### Description of the task
The word "InfoOverlay" occurs in some of the lines below; copy each of those lines.

### Record excerpts
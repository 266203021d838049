use chrono::Utc;
use clap::{Parser, Subcommand};
use sermon_search_core::{
    render_results, HttpSearchBackend, InfoOverlay, SearchClient, SearchMode, SearchStatus,
    CHANGELOG, DEFAULT_ENDPOINT, DEFAULT_RERANK_LIMIT, DEFAULT_RESULT_LIMIT,
};
use tracing::{info, warn};
use tracing_subscriber::{fmt, prelude::*, EnvFilter};

#[derive(Parser)]
#[command(name = "sermon-search", version)]
struct Cli {
    #[command(subcommand)]
    command: Command,

    /// Base URL of the transcript search service
    #[arg(long, env = "SERMON_SEARCH_ENDPOINT", default_value = DEFAULT_ENDPOINT)]
    endpoint: String,
}

#[derive(Subcommand)]
enum Command {
    /// Search sermon transcripts and print the matching chunks.
    Search {
        /// Free-text query. May be omitted when searching by filters only.
        query: Option<String>,
        /// Ranking strategy: full-text, vector or vector-rerank.
        #[arg(long, default_value_t = SearchMode::FullText)]
        mode: SearchMode,
        /// Number of results to request (1-100).
        #[arg(long, default_value_t = DEFAULT_RESULT_LIMIT)]
        num_results: u32,
        /// Number of results kept after reranking (1-100, vector-rerank only).
        #[arg(long, default_value_t = DEFAULT_RERANK_LIMIT)]
        num_rerank_results: u32,
        /// Only return chunks from this preacher.
        #[arg(long)]
        preacher: Option<String>,
        /// Only return chunks from sermons with this title.
        #[arg(long)]
        title: Option<String>,
        /// Only return chunks from this video (digits only).
        #[arg(long)]
        video_id: Option<String>,
        /// Print results as JSON instead of text.
        #[arg(long, default_value_t = false)]
        json: bool,
    },
    /// Show project information, changelog and related links.
    About {
        /// Print the changelog as JSON.
        #[arg(long, default_value_t = false)]
        json: bool,
    },
}

#[tokio::main]
async fn main() -> anyhow::Result<()> {
    let app_version = env!("CARGO_PKG_VERSION");

    tracing_subscriber::registry()
        .with(EnvFilter::from_default_env())
        .with(fmt::layer().with_writer(std::io::stderr))
        .init();

    let cli = Cli::parse();

    info!(
        version = app_version,
        started_at = %Utc::now().to_rfc3339(),
        "sermon-search boot"
    );

    match cli.command {
        Command::Search {
            query,
            mode,
            num_results,
            num_rerank_results,
            preacher,
            title,
            video_id,
            json,
        } => {
            let backend = HttpSearchBackend::new(&cli.endpoint)?;
            let mut client = SearchClient::new(backend);

            client.set_query_text(query.unwrap_or_default());
            client.set_search_mode(mode);
            client.set_preacher(preacher.unwrap_or_default());
            client.set_title(title.unwrap_or_default());
            if let Some(video_id) = video_id {
                if !client.set_video_id(video_id.trim()) {
                    anyhow::bail!("video id must contain digits only, got `{video_id}`");
                }
            }

            let applied = client.set_result_limit(num_results);
            if applied != num_results {
                warn!(requested = num_results, applied, "result count clamped");
            }
            let applied = client.set_rerank_limit(num_rerank_results);
            if applied != num_rerank_results && mode.uses_rerank() {
                warn!(requested = num_rerank_results, applied, "rerank count clamped");
            }

            let status = client.execute_search().await;

            if json {
                println!("{}", serde_json::to_string_pretty(client.results())?);
            } else {
                println!("{}", render_results(client.results()));
            }

            if status == SearchStatus::Failed {
                anyhow::bail!("search did not complete, see log output for details");
            }
        }
        Command::About { json } => {
            if json {
                println!("{}", serde_json::to_string_pretty(CHANGELOG)?);
            } else {
                let mut overlay = InfoOverlay::default();
                overlay.open();
                for group in overlay.groups_mut() {
                    group.toggle();
                }
                if let Some(text) = overlay.render() {
                    println!("{text}");
                }
            }
        }
    }

    Ok(())
}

### Exercise solution
    render_results, HttpSearchBackend, InfoOverlay, SearchClient, SearchMode, SearchStatus,
                let mut overlay = InfoOverlay::default();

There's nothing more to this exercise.